Alex Simwanza, director of programs for Zambia's National HIV/AIDS Council, in an interview ahead of Zambia's national voluntary counseling and testing day, which was scheduled for Monday, said the country's testing rates are too low and urged people who do not know their HIV status to be tested, Zambia's The Post reports.

Simwanza added that about 1.5 million Zambians have been tested for HIV and that the country's HIV prevalence is 16%. He also said that people should "go for VCT and know their status, so that whichever side they find themselves on, they will be able to take precautionary measures." Simwanza added that knowing one's status is "power." People who are found to be HIV-positive will receive treatment and support, and people who are HIV-negative will be "able to maintain their negative status," Simwanza said. He added that HIV testing and counseling "play a critical role in HIV prevention by helping people to cope with the disease and avoid infecting others."

According to Simwanza, VCT day calls for a partnership among parliament, traditional leaders, civil society, the private sector and communities to "mobilize" people to access HIV services and to scale up HIV treatment and prevention programs. He added that HIV prevention programs should include a multifaceted, integrated approach to reach the largest number of people with a combination of information and services.

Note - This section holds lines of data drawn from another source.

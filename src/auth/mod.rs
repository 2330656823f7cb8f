// SPDX-License-Identifier: AGPL-3.0-or-later
//
// Copyright (C) 2026 Relational Network

//! # Authorization Module
//!
//! Bearer-token authorization for the movies and actors API.
//!
//! ## Auth Flow
//!
//! 1. The client obtains an access token from the identity provider
//! 2. The client sends `Authorization: Bearer <JWT>`
//! 3. The server:
//!    - splits the header (`header`)
//!    - decodes the token segments without trusting them (`token`)
//!    - checks the algorithm, resolves the signing key from the cached
//!      JWKS (`jwks`), verifies signature, expiry, issuer, audience
//!      (`validator`)
//!    - checks the operation's required permission (`permissions`)
//! 4. The handler receives the verified [`TrustedClaims`]
//!
//! ## Security
//!
//! - Exactly one asymmetric algorithm is trusted; `none` and HMAC are refused
//! - Every failure denies the request
//! - JWKS is cached with TTL and refreshed once on unknown key ids
//! - No clock skew tolerance unless configured

pub mod claims;
pub mod error;
pub mod extractor;
pub mod header;
pub mod jwks;
pub mod middleware;
pub mod permissions;
pub mod token;
pub mod validator;

pub use claims::TrustedClaims;
pub use error::AuthError;
pub use extractor::Authorized;
pub use header::{bearer_from_headers, parse_authorization, BearerToken};
pub use jwks::{KeySetCache, SigningKeySet};
pub use middleware::Authorizer;
pub use permissions::{
    check_permission, DeleteActors, DeleteMovies, Permission, PostActors, PostMovies,
    RequiredPermission, UpdateActors, UpdateMovies, ViewActors, ViewMovies,
};
pub use validator::TokenValidator;
// SPDX-License-Identifier: AGPL-3.0-or-later
//
// Copyright (C) 2026 Relational Network

//! JWKS (JSON Web Key Set) fetching and caching.
//!
//! ## Behaviour
//!
//! - The set is fetched on first use and again once it is older than the TTL
//! - A key id missing from the cached set triggers one refresh, never more
//! - A failed fetch falls back to the last good set when there is one
//! - A fetched set is built completely before it replaces the old one;
//!   readers holding the old `Arc` keep using it undisturbed
//! - Concurrent refreshes are funnelled through one gate, and a caller that
//!   waited on the gate reuses the outcome of the attempt made while it
//!   waited, success or failure
//! - After a failed fetch no new fetch is made for the retry backoff

use std::collections::BTreeMap;
use std::sync::atomic::{AtomicU64, Ordering};
use std::sync::Arc;
use std::time::{Duration, Instant};

use jsonwebtoken::jwk::{AlgorithmParameters, JwkSet, PublicKeyUse};
use jsonwebtoken::{Algorithm, DecodingKey};
use tokio::sync::{Mutex, RwLock};
use url::Url;

use super::error::AuthError;

/// Default JWKS cache TTL (5 minutes).
pub const DEFAULT_CACHE_TTL: Duration = Duration::from_secs(300);

/// Default bound on a single JWKS fetch.
pub const DEFAULT_FETCH_TIMEOUT: Duration = Duration::from_secs(10);

/// Default pause after a failed fetch, during which the last set is served.
pub const DEFAULT_RETRY_BACKOFF: Duration = Duration::from_secs(5);

/// Verification keys indexed by key id.
///
/// Only keys usable with the trusted algorithm are admitted.
#[derive(Clone, Default)]
pub struct SigningKeySet {
    keys: BTreeMap<String, DecodingKey>,
}

impl SigningKeySet {
    /// Build a key set from a JWKS document, skipping entries that cannot
    /// verify `algorithm` signatures.
    pub fn from_jwks(jwks: &JwkSet, algorithm: Algorithm) -> Self {
        let mut keys = BTreeMap::new();

        for jwk in &jwks.keys {
            let Some(kid) = jwk.common.key_id.as_deref() else {
                tracing::warn!("skipping JWK without kid");
                continue;
            };

            if matches!(jwk.common.public_key_use, Some(PublicKeyUse::Encryption)) {
                tracing::debug!(kid, "skipping encryption JWK");
                continue;
            }

            if !fits_algorithm(algorithm, &jwk.algorithm) {
                tracing::warn!(kid, ?algorithm, "skipping JWK of a different key type");
                continue;
            }

            match DecodingKey::from_jwk(jwk) {
                Ok(key) => {
                    keys.insert(kid.to_string(), key);
                }
                Err(e) => tracing::warn!(kid, error = %e, "skipping unusable JWK"),
            }
        }

        Self { keys }
    }

    pub fn get(&self, kid: &str) -> Option<&DecodingKey> {
        self.keys.get(kid)
    }

    pub fn key_ids(&self) -> impl Iterator<Item = &str> {
        self.keys.keys().map(String::as_str)
    }

    pub fn len(&self) -> usize {
        self.keys.len()
    }

    pub fn is_empty(&self) -> bool {
        self.keys.is_empty()
    }
}

fn fits_algorithm(algorithm: Algorithm, parameters: &AlgorithmParameters) -> bool {
    use Algorithm::*;

    match parameters {
        AlgorithmParameters::RSA(_) => {
            matches!(algorithm, RS256 | RS384 | RS512 | PS256 | PS384 | PS512)
        }
        AlgorithmParameters::EllipticCurve(_) => matches!(algorithm, ES256 | ES384),
        AlgorithmParameters::OctetKeyPair(_) => algorithm == EdDSA,
        _ => false,
    }
}

/// Published key set plus the moment it was fetched.
#[derive(Clone)]
struct CacheEntry {
    keys: Arc<SigningKeySet>,
    fetched_at: Instant,
}

#[derive(Debug, thiserror::Error)]
enum FetchError {
    #[error(transparent)]
    Http(#[from] reqwest::Error),
    #[error("HTTP {0} from JWKS endpoint")]
    Status(reqwest::StatusCode),
}

/// JWKS cache shared by every request.
///
/// Cloning is cheap; clones share the cached set.
#[derive(Clone)]
pub struct KeySetCache {
    /// JWKS URL (identity provider's well-known endpoint)
    jwks_url: Url,
    /// The only algorithm keys are admitted for
    algorithm: Algorithm,
    /// Cache TTL
    cache_ttl: Duration,
    /// Pause after a failed fetch before the next one
    retry_backoff: Duration,
    /// HTTP client, carries the fetch timeout
    client: reqwest::Client,
    /// Currently published set
    cache: Arc<RwLock<Option<CacheEntry>>>,
    /// Completed fetch attempts, successful or not
    attempts: Arc<AtomicU64>,
    /// Held for the duration of a fetch; guards the time of the last failure
    refresh_gate: Arc<Mutex<Option<Instant>>>,
}

impl KeySetCache {
    /// Create a new cache for the given JWKS URL.
    ///
    /// `fetch_timeout` bounds each request to the identity provider.
    pub fn new(
        jwks_url: Url,
        algorithm: Algorithm,
        fetch_timeout: Duration,
    ) -> Result<Self, reqwest::Error> {
        let client = reqwest::Client::builder().timeout(fetch_timeout).build()?;

        Ok(Self {
            jwks_url,
            algorithm,
            cache_ttl: DEFAULT_CACHE_TTL,
            retry_backoff: DEFAULT_RETRY_BACKOFF,
            client,
            cache: Arc::new(RwLock::new(None)),
            attempts: Arc::new(AtomicU64::new(0)),
            refresh_gate: Arc::new(Mutex::new(None)),
        })
    }

    /// Create with custom cache TTL.
    pub fn with_cache_ttl(mut self, ttl: Duration) -> Self {
        self.cache_ttl = ttl;
        self
    }

    /// Set how long a failed fetch suppresses further fetches.
    pub fn with_retry_backoff(mut self, backoff: Duration) -> Self {
        self.retry_backoff = backoff;
        self
    }

    pub fn jwks_url(&self) -> &Url {
        &self.jwks_url
    }

    pub fn algorithm(&self) -> Algorithm {
        self.algorithm
    }

    /// Resolve the verification key for `kid`.
    ///
    /// Fails with [`AuthError::KeySetUnavailable`] when no set can be
    /// obtained at all, and with [`AuthError::SigningKeyNotFound`] when the
    /// id is absent from the set even after one refresh.
    pub async fn get(&self, kid: &str) -> Result<DecodingKey, AuthError> {
        // Any attempt completing after this point answers this call.
        let seen = self.attempts.load(Ordering::Acquire);

        let entry = match self.fresh_entry().await {
            Some(entry) => entry,
            None => self.refresh_stale(seen).await?,
        };

        if let Some(key) = entry.keys.get(kid) {
            return Ok(key.clone());
        }

        tracing::debug!(kid, "key id not in cached set, refreshing once");
        let entry = self.refresh_after(seen).await?;
        entry
            .keys
            .get(kid)
            .cloned()
            .ok_or(AuthError::SigningKeyNotFound)
    }

    /// Force a fetch and publish the result.
    ///
    /// Returns the number of usable keys in the new set.
    pub async fn refresh(&self) -> Result<usize, AuthError> {
        let mut last_failure = self.refresh_gate.lock().await;
        let result = self.fetch().await;
        self.attempts.fetch_add(1, Ordering::AcqRel);

        match result {
            Ok(keys) => {
                *last_failure = None;
                let count = keys.len();
                self.publish(keys).await;
                Ok(count)
            }
            Err(e) => {
                *last_failure = Some(Instant::now());
                tracing::warn!(url = %self.jwks_url, error = %e, "JWKS fetch failed");
                Err(AuthError::KeySetUnavailable)
            }
        }
    }

    /// Check if JWKS is currently cached and within its TTL.
    pub async fn is_cached(&self) -> bool {
        self.fresh_entry().await.is_some()
    }

    async fn current(&self) -> Option<CacheEntry> {
        self.cache.read().await.clone()
    }

    async fn fresh_entry(&self) -> Option<CacheEntry> {
        self.current()
            .await
            .filter(|entry| entry.fetched_at.elapsed() < self.cache_ttl)
    }

    /// Whatever is published, stale or not.
    async fn published(&self) -> Result<CacheEntry, AuthError> {
        self.current().await.ok_or(AuthError::KeySetUnavailable)
    }

    /// Refresh because the set is missing or expired.
    async fn refresh_stale(&self, seen: u64) -> Result<CacheEntry, AuthError> {
        let mut last_failure = self.refresh_gate.lock().await;

        if let Some(entry) = self.fresh_entry().await {
            return Ok(entry);
        }

        self.fetch_unless_answered(seen, &mut last_failure).await
    }

    /// Refresh because a key id was missing from a set current at attempt `seen`.
    async fn refresh_after(&self, seen: u64) -> Result<CacheEntry, AuthError> {
        let mut last_failure = self.refresh_gate.lock().await;
        self.fetch_unless_answered(seen, &mut last_failure).await
    }

    /// Caller holds the refresh gate.
    ///
    /// An attempt that completed after `seen` already answered the caller,
    /// and a recent failure suppresses fetching; both serve the published set.
    async fn fetch_unless_answered(
        &self,
        seen: u64,
        last_failure: &mut Option<Instant>,
    ) -> Result<CacheEntry, AuthError> {
        if self.attempts.load(Ordering::Acquire) != seen {
            return self.published().await;
        }
        if let Some(failed_at) = *last_failure {
            if failed_at.elapsed() < self.retry_backoff {
                tracing::debug!(url = %self.jwks_url, "JWKS fetch backing off");
                return self.published().await;
            }
        }

        let result = self.fetch().await;
        self.attempts.fetch_add(1, Ordering::AcqRel);

        match result {
            Ok(keys) => {
                *last_failure = None;
                Ok(self.publish(keys).await)
            }
            Err(e) => {
                *last_failure = Some(Instant::now());
                match self.current().await {
                    Some(entry) => {
                        tracing::warn!(
                            url = %self.jwks_url,
                            error = %e,
                            age_secs = entry.fetched_at.elapsed().as_secs(),
                            "JWKS fetch failed, serving last known set"
                        );
                        Ok(entry)
                    }
                    None => {
                        tracing::error!(url = %self.jwks_url, error = %e, "JWKS fetch failed, no cached set");
                        Err(AuthError::KeySetUnavailable)
                    }
                }
            }
        }
    }

    async fn publish(&self, keys: SigningKeySet) -> CacheEntry {
        let entry = CacheEntry {
            keys: Arc::new(keys),
            fetched_at: Instant::now(),
        };
        *self.cache.write().await = Some(entry.clone());
        entry
    }

    /// Fetch JWKS from the endpoint.
    async fn fetch(&self) -> Result<SigningKeySet, FetchError> {
        let response = self.client.get(self.jwks_url.clone()).send().await?;

        if !response.status().is_success() {
            return Err(FetchError::Status(response.status()));
        }

        let jwks: JwkSet = response.json().await?;
        let keys = SigningKeySet::from_jwks(&jwks, self.algorithm);
        tracing::info!(
            url = %self.jwks_url,
            published = jwks.keys.len(),
            usable = keys.len(),
            "fetched signing keys"
        );
        Ok(keys)
    }
}

#[cfg(test)]
mod tests {
    use super::*;
    use serde_json::json;

    // Public half of tests/fixtures/signing_key.pem.
    const N: &str = "vZWreMdpy4fJsxy26iX33ldteC68xn6zliua-0ZEvsBAm_lJtewmbFyfct6yRuY28W5RyS2nNXKgpdas_9HgQC71rOzHjEVSaO33mokh6XnrAerJ5AleZsP2zIOINfEJiBhfYtFMWEQthQkWEHImEyd_ST6fWM8e7Tru8vtnkTqyUyBOBwnFvJvxQPt92fAnW0MKEBE2O-gBjAoXUSBncMGF74y4AzYmJ8zujCCRhaobBTdWC5oDpvEaHFfDf9iSwAlG8rm9mFw7x8XLRxBpglTBp2F-CNgyPlZagxTVCy0f533cE8-viGCr4FXMdvhJ53lJxRDasl5bHoCacHfECQ";
    const E: &str = "AQAB";

    fn jwks(keys: serde_json::Value) -> JwkSet {
        serde_json::from_value(json!({ "keys": keys })).unwrap()
    }

    fn rsa_jwk(kid: &str) -> serde_json::Value {
        json!({ "kty": "RSA", "kid": kid, "use": "sig", "alg": "RS256", "n": N, "e": E })
    }

    #[test]
    fn from_jwks_indexes_by_kid() {
        let set = SigningKeySet::from_jwks(&jwks(json!([rsa_jwk("a"), rsa_jwk("b")])), Algorithm::RS256);
        assert_eq!(set.len(), 2);
        assert!(set.get("a").is_some());
        assert!(set.get("c").is_none());
        assert_eq!(set.key_ids().collect::<Vec<_>>(), vec!["a", "b"]);
    }

    #[test]
    fn from_jwks_skips_keys_without_kid() {
        let mut jwk = rsa_jwk("a");
        jwk.as_object_mut().unwrap().remove("kid");
        let set = SigningKeySet::from_jwks(&jwks(json!([jwk])), Algorithm::RS256);
        assert!(set.is_empty());
    }

    #[test]
    fn from_jwks_skips_encryption_keys() {
        let mut jwk = rsa_jwk("enc");
        jwk["use"] = json!("enc");
        let set = SigningKeySet::from_jwks(&jwks(json!([jwk, rsa_jwk("sig")])), Algorithm::RS256);
        assert_eq!(set.key_ids().collect::<Vec<_>>(), vec!["sig"]);
    }

    #[test]
    fn from_jwks_skips_keys_of_other_type() {
        let set = SigningKeySet::from_jwks(&jwks(json!([rsa_jwk("a")])), Algorithm::ES256);
        assert!(set.is_empty());
    }

    #[test]
    fn symmetric_keys_are_never_admitted() {
        let oct = json!({ "kty": "oct", "kid": "hmac", "k": "c2VjcmV0" });
        let set = SigningKeySet::from_jwks(&jwks(json!([oct])), Algorithm::RS256);
        assert!(set.is_empty());
    }

    #[test]
    fn custom_cache_ttl() {
        let cache = KeySetCache::new(
            Url::parse("https://example.com/.well-known/jwks.json").unwrap(),
            Algorithm::RS256,
            DEFAULT_FETCH_TIMEOUT,
        )
        .unwrap()
        .with_cache_ttl(Duration::from_secs(60));
        assert_eq!(cache.cache_ttl, Duration::from_secs(60));
        assert_eq!(cache.jwks_url().path(), "/.well-known/jwks.json");
    }

    fn unreachable_cache() -> KeySetCache {
        KeySetCache::new(
            Url::parse("http://127.0.0.1:9/.well-known/jwks.json").unwrap(),
            Algorithm::RS256,
            Duration::from_millis(200),
        )
        .unwrap()
    }

    #[tokio::test]
    async fn failed_fetch_backs_off() {
        let cache = unreachable_cache();

        assert!(matches!(cache.get("k1").await, Err(AuthError::KeySetUnavailable)));
        assert!(matches!(cache.get("k1").await, Err(AuthError::KeySetUnavailable)));
        assert_eq!(cache.attempts.load(Ordering::Acquire), 1);
    }

    #[tokio::test]
    async fn fetch_resumes_after_backoff() {
        let cache = unreachable_cache().with_retry_backoff(Duration::ZERO);

        let _ = cache.get("k1").await;
        let _ = cache.get("k1").await;
        assert_eq!(cache.attempts.load(Ordering::Acquire), 2);
    }

    #[tokio::test]
    async fn forced_refresh_ignores_backoff() {
        let cache = unreachable_cache();

        let _ = cache.get("k1").await;
        assert_eq!(cache.refresh().await, Err(AuthError::KeySetUnavailable));
        assert_eq!(cache.attempts.load(Ordering::Acquire), 2);
    }

    #[tokio::test]
    async fn cache_initially_empty() {
        let cache = KeySetCache::new(
            Url::parse("https://example.com/.well-known/jwks.json").unwrap(),
            Algorithm::RS256,
            DEFAULT_FETCH_TIMEOUT,
        )
        .unwrap();
        assert!(!cache.is_cached().await);
    }
}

Abisheck Musonda, executive director of Community Youth Mobilisation, said that the national testing day is important in HIV prevention and in ensuring access to treatment, care and support. Musonda added that the day would be "meaningless" if efforts are not made to provide testing and counseling to people living in rural areas. Musonda said the majority of HIV-positive people living in rural areas are unaware of their HIV status and called on the government to make HIV testing and counseling "available to the rural community" (Noyoo, The Post, 8/27).